Un descubrimiento de 550 millones de años rompe la historia de la vida en la Tierra
Un nuevo estudio sugiere que algunas formas de vida primitivas sobrevivieron más tiempo de lo que se creía
Un nuevo
descubrimiento paleontológico realizado en Terranova
(Canadá) podría modificar la cronología aceptada sobre una de
las primeras grandes extinciones biológicas del planeta. Investigadores han
encontrado fósiles en el yacimiento de Inner Meadow
que apuntan a que algunos organismos del periodo Ediacárico
habrían coexistido durante más tiempo del que indicaban los modelos científicos
utilizados hasta ahora.
Tradicionalmente,
los científicos han clasificado los organismos del Ediacárico en tres grandes
conjuntos: Avalon, Mar Blanco
y Nama, considerados etapas sucesivas anteriores a
la denominada explosión cámbrica,
periodo en el que se produjo una gran diversificación de la vida animal.
Sin embargo,
el nuevo estudio señala que los fósiles encontrados en Inner Meadow presentan
características asociadas al conjunto de Avalon,
aunque su antigüedad se ha estimado en unos 551
millones de años, aproximadamente 13
millones de años más recientes que otros restos similares
descubiertos anteriormente.
El trabajo ha
sido dirigido por Duncan McIlroy,
investigador de la Universidad
Memorial de Terranova, quien considera que estos resultados
pueden modificar la interpretación de la llamada Crisis
de Kotlin, un episodio asociado a la desaparición de numerosos
organismos del Ediacárico.
Según el
estudio, la permanencia de organismos pertenecientes a Avalon durante más
tiempo implicaría una superposición temporal con especies atribuidas hasta
ahora al conjunto del Mar Blanco.
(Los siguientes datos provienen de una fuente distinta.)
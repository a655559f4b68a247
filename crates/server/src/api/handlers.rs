//! Crawl API handlers.
//!
//! Every crawl handler answers with plain text: a confirmation on success,
//! the error message otherwise.

use axum::{
    extract::{Path, Query, State},
    http::StatusCode,
    Json,
};
use serde::{Deserialize, Serialize};
use std::sync::Arc;
use tapedeck_core::{ArtistPage, Scrapper, SiteUrl, UrlKind};
use tracing::{error, info};
use url::Url;

use crate::state::AppState;

type ApiResult = Result<String, (StatusCode, String)>;

#[derive(Serialize)]
pub struct HealthResponse {
    pub status: String,
}

/// Query parameters of `/scrapp`
#[derive(Debug, Deserialize)]
pub struct ScrappParams {
    pub url: Option<String>,
}

pub async fn health() -> Json<HealthResponse> {
    Json(HealthResponse {
        status: "ok".to_string(),
    })
}

/// Classify a full site URL and crawl it with the matching scrapper.
pub async fn scrapp(
    State(state): State<Arc<AppState>>,
    Query(params): Query<ScrappParams>,
) -> ApiResult {
    let raw = params
        .url
        .filter(|url| !url.trim().is_empty())
        .ok_or_else(|| bad_request("Scrapp url param is required"))?;
    info!(url = %raw, "Scrapp request");

    let site_url =
        SiteUrl::parse_validated(&raw, state.domain()).map_err(|e| bad_request(e.to_string()))?;
    if !site_url.is_canonical() {
        return Err(bad_request(format!(
            "Not a discography, album or track URL: {}",
            raw
        )));
    }

    let kind = site_url.classify();
    let scrapper = state
        .scrapper(kind)
        .ok_or_else(|| bad_request(format!("Unsupported page kind: {}", kind)))?;
    run(scrapper, site_url.url()).await?;

    Ok("Request processed successfully".to_string())
}

pub async fn discography(
    State(state): State<Arc<AppState>>,
    Path(artist): Path<String>,
) -> ApiResult {
    check_slug("Artist", &artist)?;
    let url = artist_url(&state, &artist, ArtistPage::Discography)?;

    run(scrapper(&state, UrlKind::Discography)?, &url).await?;
    Ok(format!("Discography of {} downloaded successfully", artist))
}

pub async fn album(
    State(state): State<Arc<AppState>>,
    Path((artist, album)): Path<(String, String)>,
) -> ApiResult {
    check_slug("Artist", &artist)?;
    check_slug("Album", &album)?;
    let url = artist_url(&state, &artist, ArtistPage::Album(&album))?;

    run(scrapper(&state, UrlKind::Album)?, &url).await?;
    Ok(format!("Album {} of {} downloaded successfully", album, artist))
}

pub async fn track(
    State(state): State<Arc<AppState>>,
    Path((artist, track)): Path<(String, String)>,
) -> ApiResult {
    check_slug("Artist", &artist)?;
    check_slug("Track", &track)?;
    let url = artist_url(&state, &artist, ArtistPage::Track(&track))?;

    run(scrapper(&state, UrlKind::Track)?, &url).await?;
    Ok(format!("Track {} of {} downloaded successfully", track, artist))
}

fn bad_request(message: impl Into<String>) -> (StatusCode, String) {
    (StatusCode::BAD_REQUEST, message.into())
}

/// Path parameters must be non-empty `[a-z0-9-]` slugs.
fn check_slug(name: &str, value: &str) -> Result<(), (StatusCode, String)> {
    let valid = !value.is_empty()
        && value
            .chars()
            .all(|c| c.is_ascii_lowercase() || c.is_ascii_digit() || c == '-');
    if valid {
        Ok(())
    } else {
        Err(bad_request(format!("{} is required as a lowercase slug", name)))
    }
}

fn artist_url(
    state: &AppState,
    artist: &str,
    page: ArtistPage<'_>,
) -> Result<Url, (StatusCode, String)> {
    SiteUrl::for_artist(artist, page, state.domain())
        .map(SiteUrl::into_url)
        .map_err(|e| bad_request(e.to_string()))
}

fn scrapper(state: &AppState, kind: UrlKind) -> Result<&Arc<dyn Scrapper>, (StatusCode, String)> {
    state.scrapper(kind).ok_or_else(|| {
        (
            StatusCode::INTERNAL_SERVER_ERROR,
            format!("No scrapper for {}", kind),
        )
    })
}

async fn run(scrapper: &Arc<dyn Scrapper>, url: &Url) -> Result<(), (StatusCode, String)> {
    scrapper.execute(url).await.map_err(|e| {
        error!(url = %url, error = %e, "Crawl failed");
        (StatusCode::INTERNAL_SERVER_ERROR, e.to_string())
    })
}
Este aspecto podría alterar los cálculos
utilizados por los científicos para determinar el alcance real de las
extinciones ocurridas durante aquella etapa.
Los
investigadores señalan que las estimaciones actuales indican que cerca del 80% de los grandes organismos conocidos del Ediacárico
desaparecieron durante ese proceso, aunque los nuevos datos podrían sugerir una
extinción más abrupta y extensa de lo que se consideraba hasta ahora.
Los fósiles
del Ediacárico corresponden a organismos que vivieron hace más de 500 millones de años, en una etapa muy anterior a
la aparición de estructuras duras como caparazones o esqueletos. Debido a ello,
muchos de estos restos conservan únicamente impresiones o formas corporales
blandas, lo que dificulta su estudio y clasificación.
Los autores consideran que el descubrimiento abre nuevas líneas de
investigación para comprender mejor cómo evolucionaron las primeras comunidades
complejas de organismos y cómo se produjeron algunos de los principales cambios
biológicos de la historia de la Tierra.